Given data Block Start

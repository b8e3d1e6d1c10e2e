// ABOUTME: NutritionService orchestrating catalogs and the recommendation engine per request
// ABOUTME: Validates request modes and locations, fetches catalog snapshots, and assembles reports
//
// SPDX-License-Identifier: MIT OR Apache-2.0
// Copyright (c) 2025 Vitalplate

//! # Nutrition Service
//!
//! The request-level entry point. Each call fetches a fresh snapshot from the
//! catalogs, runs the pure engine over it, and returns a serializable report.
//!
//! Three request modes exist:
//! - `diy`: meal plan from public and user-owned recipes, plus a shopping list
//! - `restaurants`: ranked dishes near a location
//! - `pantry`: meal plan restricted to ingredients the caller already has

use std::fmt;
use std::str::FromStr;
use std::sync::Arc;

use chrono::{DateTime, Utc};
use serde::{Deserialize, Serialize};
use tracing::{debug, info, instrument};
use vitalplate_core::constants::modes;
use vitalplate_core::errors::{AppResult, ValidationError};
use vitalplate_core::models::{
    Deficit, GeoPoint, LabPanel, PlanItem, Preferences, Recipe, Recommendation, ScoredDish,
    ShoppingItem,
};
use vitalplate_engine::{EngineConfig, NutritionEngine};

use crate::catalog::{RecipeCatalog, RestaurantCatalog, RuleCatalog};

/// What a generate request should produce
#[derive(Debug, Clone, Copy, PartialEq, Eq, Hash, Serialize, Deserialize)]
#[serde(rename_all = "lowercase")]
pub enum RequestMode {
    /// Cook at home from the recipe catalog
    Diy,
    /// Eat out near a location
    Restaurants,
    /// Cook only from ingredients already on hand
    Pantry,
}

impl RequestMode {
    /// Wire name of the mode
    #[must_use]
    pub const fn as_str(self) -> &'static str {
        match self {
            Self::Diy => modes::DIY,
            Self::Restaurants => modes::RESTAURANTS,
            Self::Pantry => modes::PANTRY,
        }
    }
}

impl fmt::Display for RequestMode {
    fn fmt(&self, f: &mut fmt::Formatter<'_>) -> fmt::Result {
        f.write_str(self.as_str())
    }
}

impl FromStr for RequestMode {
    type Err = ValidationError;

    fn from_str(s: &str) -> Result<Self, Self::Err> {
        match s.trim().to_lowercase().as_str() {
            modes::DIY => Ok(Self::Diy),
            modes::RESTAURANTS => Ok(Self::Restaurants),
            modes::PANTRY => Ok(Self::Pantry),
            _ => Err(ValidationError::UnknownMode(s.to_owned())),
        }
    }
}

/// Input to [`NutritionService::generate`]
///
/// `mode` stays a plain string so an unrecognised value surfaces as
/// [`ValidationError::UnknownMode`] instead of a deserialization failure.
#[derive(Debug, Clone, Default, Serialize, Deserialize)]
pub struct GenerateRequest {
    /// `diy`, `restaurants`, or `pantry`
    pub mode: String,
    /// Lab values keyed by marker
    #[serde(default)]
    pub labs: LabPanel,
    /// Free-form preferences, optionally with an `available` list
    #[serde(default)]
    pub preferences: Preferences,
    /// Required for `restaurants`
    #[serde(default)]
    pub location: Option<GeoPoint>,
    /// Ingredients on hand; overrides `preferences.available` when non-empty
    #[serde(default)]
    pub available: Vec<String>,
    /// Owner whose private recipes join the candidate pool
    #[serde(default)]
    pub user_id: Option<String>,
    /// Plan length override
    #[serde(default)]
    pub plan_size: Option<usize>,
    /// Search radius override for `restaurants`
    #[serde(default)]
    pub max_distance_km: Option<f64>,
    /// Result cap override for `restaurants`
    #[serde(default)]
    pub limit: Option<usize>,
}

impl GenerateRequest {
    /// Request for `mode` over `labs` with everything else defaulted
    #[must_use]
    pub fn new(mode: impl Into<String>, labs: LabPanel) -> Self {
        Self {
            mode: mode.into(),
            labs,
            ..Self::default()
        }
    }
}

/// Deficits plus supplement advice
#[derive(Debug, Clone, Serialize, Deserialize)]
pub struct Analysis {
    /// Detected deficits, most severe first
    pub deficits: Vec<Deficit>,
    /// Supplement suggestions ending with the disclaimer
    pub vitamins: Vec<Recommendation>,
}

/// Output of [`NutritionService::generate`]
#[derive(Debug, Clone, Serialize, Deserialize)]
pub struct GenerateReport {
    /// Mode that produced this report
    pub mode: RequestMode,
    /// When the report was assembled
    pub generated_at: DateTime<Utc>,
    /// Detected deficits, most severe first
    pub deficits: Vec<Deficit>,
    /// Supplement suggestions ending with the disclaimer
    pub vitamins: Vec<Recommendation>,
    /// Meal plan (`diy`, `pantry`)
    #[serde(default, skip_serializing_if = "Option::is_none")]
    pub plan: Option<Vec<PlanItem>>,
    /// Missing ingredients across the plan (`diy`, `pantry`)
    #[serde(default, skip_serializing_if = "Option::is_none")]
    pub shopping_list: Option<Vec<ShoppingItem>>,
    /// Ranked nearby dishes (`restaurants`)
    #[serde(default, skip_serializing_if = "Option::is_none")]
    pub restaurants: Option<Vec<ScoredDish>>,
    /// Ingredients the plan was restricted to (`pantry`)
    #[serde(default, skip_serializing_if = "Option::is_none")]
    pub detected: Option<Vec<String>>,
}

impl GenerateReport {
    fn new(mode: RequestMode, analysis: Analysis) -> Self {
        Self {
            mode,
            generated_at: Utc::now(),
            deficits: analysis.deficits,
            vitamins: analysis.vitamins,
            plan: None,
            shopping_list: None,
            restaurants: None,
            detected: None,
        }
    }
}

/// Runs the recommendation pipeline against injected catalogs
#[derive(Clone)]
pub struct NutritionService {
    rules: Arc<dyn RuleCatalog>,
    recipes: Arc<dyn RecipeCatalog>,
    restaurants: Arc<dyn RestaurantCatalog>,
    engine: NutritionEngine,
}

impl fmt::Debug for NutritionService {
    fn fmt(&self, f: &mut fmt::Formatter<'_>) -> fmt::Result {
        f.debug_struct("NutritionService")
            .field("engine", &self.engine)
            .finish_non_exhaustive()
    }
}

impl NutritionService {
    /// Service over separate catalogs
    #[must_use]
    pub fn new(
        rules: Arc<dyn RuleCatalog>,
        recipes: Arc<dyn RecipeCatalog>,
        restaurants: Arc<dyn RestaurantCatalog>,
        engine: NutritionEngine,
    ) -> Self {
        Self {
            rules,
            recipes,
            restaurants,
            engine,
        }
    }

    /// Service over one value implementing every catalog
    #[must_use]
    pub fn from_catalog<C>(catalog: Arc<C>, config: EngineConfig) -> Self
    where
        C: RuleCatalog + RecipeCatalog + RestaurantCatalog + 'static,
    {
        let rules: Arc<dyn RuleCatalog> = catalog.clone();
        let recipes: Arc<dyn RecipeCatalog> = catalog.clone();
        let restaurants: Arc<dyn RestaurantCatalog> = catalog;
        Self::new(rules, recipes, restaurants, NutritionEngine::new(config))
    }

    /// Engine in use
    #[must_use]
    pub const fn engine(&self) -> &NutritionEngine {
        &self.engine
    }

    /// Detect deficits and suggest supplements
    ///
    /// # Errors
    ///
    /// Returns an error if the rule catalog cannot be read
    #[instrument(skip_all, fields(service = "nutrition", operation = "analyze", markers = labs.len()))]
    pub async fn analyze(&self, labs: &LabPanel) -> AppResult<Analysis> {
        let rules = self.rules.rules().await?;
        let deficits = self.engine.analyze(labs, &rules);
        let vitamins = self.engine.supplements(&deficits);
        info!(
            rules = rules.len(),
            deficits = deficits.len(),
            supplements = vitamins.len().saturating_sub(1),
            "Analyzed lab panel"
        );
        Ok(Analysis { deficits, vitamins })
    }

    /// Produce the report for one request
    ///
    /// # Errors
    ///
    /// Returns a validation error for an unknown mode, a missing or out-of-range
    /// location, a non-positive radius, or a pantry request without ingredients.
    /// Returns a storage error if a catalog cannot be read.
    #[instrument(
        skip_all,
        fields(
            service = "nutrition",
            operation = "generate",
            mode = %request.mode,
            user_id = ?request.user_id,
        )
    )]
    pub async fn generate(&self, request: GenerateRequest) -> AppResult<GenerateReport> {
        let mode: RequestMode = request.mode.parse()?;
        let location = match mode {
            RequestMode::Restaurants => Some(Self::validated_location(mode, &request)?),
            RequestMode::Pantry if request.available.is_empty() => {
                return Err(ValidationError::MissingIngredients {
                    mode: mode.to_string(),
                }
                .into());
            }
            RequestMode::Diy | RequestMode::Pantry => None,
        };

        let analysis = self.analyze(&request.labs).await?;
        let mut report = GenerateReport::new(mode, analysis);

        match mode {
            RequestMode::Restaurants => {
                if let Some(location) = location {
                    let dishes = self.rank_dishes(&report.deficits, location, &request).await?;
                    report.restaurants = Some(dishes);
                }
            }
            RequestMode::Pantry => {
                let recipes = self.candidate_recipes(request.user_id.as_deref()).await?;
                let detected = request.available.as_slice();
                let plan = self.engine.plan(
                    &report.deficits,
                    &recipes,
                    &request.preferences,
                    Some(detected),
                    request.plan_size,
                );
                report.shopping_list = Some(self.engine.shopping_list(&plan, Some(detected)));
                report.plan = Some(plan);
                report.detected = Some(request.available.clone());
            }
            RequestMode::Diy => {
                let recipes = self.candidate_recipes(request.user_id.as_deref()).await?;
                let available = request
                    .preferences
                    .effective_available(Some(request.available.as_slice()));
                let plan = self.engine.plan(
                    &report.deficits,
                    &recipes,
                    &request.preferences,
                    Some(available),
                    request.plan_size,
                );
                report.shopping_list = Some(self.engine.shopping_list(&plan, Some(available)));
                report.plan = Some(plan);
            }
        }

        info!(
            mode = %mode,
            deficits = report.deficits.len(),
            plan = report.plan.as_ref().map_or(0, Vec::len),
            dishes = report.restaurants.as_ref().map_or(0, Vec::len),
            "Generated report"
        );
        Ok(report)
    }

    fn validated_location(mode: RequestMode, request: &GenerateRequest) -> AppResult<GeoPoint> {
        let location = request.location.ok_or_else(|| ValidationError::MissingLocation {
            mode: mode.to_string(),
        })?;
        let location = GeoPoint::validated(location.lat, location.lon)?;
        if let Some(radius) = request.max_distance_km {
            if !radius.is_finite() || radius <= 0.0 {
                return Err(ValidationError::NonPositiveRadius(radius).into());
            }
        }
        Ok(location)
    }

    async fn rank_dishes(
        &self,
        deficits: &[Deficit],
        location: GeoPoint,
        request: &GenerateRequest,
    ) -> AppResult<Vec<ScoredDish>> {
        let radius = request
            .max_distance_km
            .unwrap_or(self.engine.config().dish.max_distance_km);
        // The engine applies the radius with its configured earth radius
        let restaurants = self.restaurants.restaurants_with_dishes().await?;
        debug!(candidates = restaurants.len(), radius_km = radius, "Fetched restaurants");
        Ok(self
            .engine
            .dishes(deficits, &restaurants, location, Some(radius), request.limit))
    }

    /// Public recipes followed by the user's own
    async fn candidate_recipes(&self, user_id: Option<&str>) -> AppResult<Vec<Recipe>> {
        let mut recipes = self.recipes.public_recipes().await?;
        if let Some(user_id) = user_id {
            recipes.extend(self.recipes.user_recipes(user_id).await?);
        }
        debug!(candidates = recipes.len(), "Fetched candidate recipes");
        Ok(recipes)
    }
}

Given data Block End

What is needed:
When you reach the line that contains "snapshot from the", stop; that line and every line before it, from the very first line of the data, should be restated word for word.

Written reply:
repository b8e3d1e6d1c10e2e
// ABOUTME: NutritionService orchestrating catalogs and the recommendation engine per request
// ABOUTME: Validates request modes and locations, fetches catalog snapshots, and assembles reports
//
// SPDX-License-Identifier: MIT OR Apache-2.0
// Copyright (c) 2025 Vitalplate

//! # Nutrition Service
//!
//! The request-level entry point. Each call fetches a fresh snapshot from the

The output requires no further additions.